Goal of the exercise. From the data that follows, copy every line holding the string "fields".

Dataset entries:
☆ ☆ ☆ ☆ ☆

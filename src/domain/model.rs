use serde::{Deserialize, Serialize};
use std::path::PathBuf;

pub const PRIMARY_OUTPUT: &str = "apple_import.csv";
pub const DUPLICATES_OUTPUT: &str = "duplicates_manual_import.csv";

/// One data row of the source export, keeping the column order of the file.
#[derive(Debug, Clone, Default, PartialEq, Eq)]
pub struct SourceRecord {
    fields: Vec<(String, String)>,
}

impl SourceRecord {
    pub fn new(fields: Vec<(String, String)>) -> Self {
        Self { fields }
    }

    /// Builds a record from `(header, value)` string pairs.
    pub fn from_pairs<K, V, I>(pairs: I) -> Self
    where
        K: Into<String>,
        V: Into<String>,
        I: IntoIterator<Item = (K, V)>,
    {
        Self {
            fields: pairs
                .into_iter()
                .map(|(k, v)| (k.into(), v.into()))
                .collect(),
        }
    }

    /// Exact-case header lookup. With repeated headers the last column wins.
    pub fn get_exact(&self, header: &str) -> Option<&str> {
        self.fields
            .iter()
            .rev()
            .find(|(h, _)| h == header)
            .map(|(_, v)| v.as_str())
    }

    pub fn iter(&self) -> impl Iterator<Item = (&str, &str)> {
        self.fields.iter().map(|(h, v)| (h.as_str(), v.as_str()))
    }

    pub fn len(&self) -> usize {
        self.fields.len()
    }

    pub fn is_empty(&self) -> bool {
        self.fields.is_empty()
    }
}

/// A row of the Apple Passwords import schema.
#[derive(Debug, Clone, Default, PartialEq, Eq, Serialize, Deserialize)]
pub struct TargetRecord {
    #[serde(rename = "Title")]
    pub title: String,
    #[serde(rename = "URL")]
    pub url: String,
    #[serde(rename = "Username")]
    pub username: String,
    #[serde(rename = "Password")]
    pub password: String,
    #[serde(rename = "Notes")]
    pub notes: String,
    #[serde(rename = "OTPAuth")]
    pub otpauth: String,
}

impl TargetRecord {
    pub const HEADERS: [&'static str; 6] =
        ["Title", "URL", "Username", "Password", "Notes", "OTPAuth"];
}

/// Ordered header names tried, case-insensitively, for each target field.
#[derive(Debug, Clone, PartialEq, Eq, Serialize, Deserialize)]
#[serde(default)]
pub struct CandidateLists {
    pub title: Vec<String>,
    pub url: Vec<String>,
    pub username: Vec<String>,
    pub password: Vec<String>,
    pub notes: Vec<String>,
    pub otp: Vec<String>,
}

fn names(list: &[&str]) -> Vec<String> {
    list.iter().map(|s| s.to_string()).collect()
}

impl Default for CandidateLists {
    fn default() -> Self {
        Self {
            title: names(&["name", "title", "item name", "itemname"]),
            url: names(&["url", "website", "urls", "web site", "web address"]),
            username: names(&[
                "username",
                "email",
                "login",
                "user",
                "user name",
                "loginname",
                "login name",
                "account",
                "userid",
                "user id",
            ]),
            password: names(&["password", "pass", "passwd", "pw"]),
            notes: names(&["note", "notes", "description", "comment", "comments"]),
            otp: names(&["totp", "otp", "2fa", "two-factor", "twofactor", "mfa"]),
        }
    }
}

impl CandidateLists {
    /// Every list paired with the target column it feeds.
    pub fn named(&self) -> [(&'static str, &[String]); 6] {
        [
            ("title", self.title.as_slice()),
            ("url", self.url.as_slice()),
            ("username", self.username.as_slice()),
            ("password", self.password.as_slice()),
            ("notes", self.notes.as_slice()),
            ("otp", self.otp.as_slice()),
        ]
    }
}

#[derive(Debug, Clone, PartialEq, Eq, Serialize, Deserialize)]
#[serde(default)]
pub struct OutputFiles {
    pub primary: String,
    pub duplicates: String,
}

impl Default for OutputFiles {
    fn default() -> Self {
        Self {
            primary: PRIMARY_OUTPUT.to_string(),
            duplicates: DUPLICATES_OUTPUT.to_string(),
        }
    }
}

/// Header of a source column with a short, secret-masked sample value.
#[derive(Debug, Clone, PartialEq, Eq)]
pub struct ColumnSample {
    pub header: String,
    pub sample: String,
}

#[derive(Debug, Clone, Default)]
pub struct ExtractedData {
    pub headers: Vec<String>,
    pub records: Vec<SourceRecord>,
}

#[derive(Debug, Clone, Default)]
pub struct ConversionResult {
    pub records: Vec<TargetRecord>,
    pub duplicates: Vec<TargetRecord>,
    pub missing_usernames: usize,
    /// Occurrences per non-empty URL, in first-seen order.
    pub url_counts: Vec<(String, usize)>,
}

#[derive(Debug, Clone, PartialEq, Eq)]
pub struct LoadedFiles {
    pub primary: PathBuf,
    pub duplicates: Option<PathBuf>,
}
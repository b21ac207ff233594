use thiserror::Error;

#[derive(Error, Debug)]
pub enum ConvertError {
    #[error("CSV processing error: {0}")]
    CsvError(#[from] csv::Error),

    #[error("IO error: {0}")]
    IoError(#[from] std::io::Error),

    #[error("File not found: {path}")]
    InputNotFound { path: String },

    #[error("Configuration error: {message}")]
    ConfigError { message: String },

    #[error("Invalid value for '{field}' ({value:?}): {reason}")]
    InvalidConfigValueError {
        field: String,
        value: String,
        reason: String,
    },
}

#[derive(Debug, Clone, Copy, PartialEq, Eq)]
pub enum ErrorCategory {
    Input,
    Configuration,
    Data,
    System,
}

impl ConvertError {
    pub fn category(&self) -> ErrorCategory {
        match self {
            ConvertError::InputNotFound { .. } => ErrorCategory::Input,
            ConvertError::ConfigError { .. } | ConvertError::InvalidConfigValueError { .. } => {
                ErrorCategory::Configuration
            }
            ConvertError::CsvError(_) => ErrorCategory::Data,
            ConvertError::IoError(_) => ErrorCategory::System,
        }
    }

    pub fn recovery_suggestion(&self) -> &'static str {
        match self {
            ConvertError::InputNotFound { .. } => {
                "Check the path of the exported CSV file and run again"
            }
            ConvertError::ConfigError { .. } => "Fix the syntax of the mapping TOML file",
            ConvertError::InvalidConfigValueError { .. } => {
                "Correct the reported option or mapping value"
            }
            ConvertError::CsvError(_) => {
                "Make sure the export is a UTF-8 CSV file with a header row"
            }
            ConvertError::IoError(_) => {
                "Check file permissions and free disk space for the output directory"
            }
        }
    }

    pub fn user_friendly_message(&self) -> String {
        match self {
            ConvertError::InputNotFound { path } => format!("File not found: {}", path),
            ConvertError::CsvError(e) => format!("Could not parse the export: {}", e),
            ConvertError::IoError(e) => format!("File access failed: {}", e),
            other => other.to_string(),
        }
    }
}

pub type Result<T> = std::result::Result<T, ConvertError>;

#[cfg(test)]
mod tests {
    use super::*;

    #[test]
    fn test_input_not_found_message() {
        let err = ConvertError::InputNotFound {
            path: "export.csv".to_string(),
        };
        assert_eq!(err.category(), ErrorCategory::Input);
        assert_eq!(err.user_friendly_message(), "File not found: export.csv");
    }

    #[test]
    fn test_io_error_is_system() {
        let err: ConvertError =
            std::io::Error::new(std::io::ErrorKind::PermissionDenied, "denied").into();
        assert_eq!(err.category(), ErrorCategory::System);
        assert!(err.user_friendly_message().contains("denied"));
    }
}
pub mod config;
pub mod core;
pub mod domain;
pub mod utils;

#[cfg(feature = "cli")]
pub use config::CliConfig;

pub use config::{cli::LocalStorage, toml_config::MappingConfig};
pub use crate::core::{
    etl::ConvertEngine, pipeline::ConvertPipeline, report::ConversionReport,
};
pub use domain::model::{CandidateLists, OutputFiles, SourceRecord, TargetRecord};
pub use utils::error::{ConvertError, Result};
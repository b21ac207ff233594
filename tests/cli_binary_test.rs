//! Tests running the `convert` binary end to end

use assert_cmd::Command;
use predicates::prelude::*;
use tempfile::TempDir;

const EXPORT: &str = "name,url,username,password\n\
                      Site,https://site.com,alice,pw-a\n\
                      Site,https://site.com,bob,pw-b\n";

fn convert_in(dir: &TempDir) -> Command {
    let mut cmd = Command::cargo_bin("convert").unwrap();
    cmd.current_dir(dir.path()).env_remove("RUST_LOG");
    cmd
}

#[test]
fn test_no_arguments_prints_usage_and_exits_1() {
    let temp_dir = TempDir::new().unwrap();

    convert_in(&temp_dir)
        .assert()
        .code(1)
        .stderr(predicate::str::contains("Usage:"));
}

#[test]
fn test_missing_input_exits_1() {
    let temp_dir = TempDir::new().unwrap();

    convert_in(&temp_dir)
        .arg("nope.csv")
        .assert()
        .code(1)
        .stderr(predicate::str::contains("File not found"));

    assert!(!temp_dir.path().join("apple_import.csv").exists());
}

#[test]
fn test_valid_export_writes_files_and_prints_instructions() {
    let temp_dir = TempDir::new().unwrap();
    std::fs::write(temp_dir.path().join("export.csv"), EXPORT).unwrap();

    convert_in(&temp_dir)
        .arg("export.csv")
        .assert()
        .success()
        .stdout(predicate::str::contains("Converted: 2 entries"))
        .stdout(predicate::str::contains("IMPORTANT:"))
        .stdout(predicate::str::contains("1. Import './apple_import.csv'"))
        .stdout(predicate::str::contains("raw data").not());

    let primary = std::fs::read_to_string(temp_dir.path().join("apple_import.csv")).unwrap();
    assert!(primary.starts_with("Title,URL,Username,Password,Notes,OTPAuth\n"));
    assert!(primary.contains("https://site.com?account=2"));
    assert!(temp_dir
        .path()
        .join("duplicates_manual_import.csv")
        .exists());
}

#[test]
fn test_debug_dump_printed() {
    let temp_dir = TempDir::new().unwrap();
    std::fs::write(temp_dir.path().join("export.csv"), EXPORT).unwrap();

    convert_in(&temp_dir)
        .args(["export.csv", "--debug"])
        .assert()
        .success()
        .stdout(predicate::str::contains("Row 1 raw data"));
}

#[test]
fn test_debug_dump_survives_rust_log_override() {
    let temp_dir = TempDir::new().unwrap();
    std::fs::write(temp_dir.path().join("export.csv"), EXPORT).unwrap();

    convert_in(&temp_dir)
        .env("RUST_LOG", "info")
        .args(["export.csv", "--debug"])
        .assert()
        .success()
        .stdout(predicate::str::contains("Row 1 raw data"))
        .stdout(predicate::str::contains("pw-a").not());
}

☆ ☆ ☆ ☆ ☆

Solution to the exercise.
    fields: Vec<(String, String)>,
    pub fn new(fields: Vec<(String, String)>) -> Self {
        Self { fields }
            fields: pairs
        self.fields
        self.fields.iter().map(|(h, v)| (h.as_str(), v.as_str()))
        self.fields.len()
        self.fields.is_empty()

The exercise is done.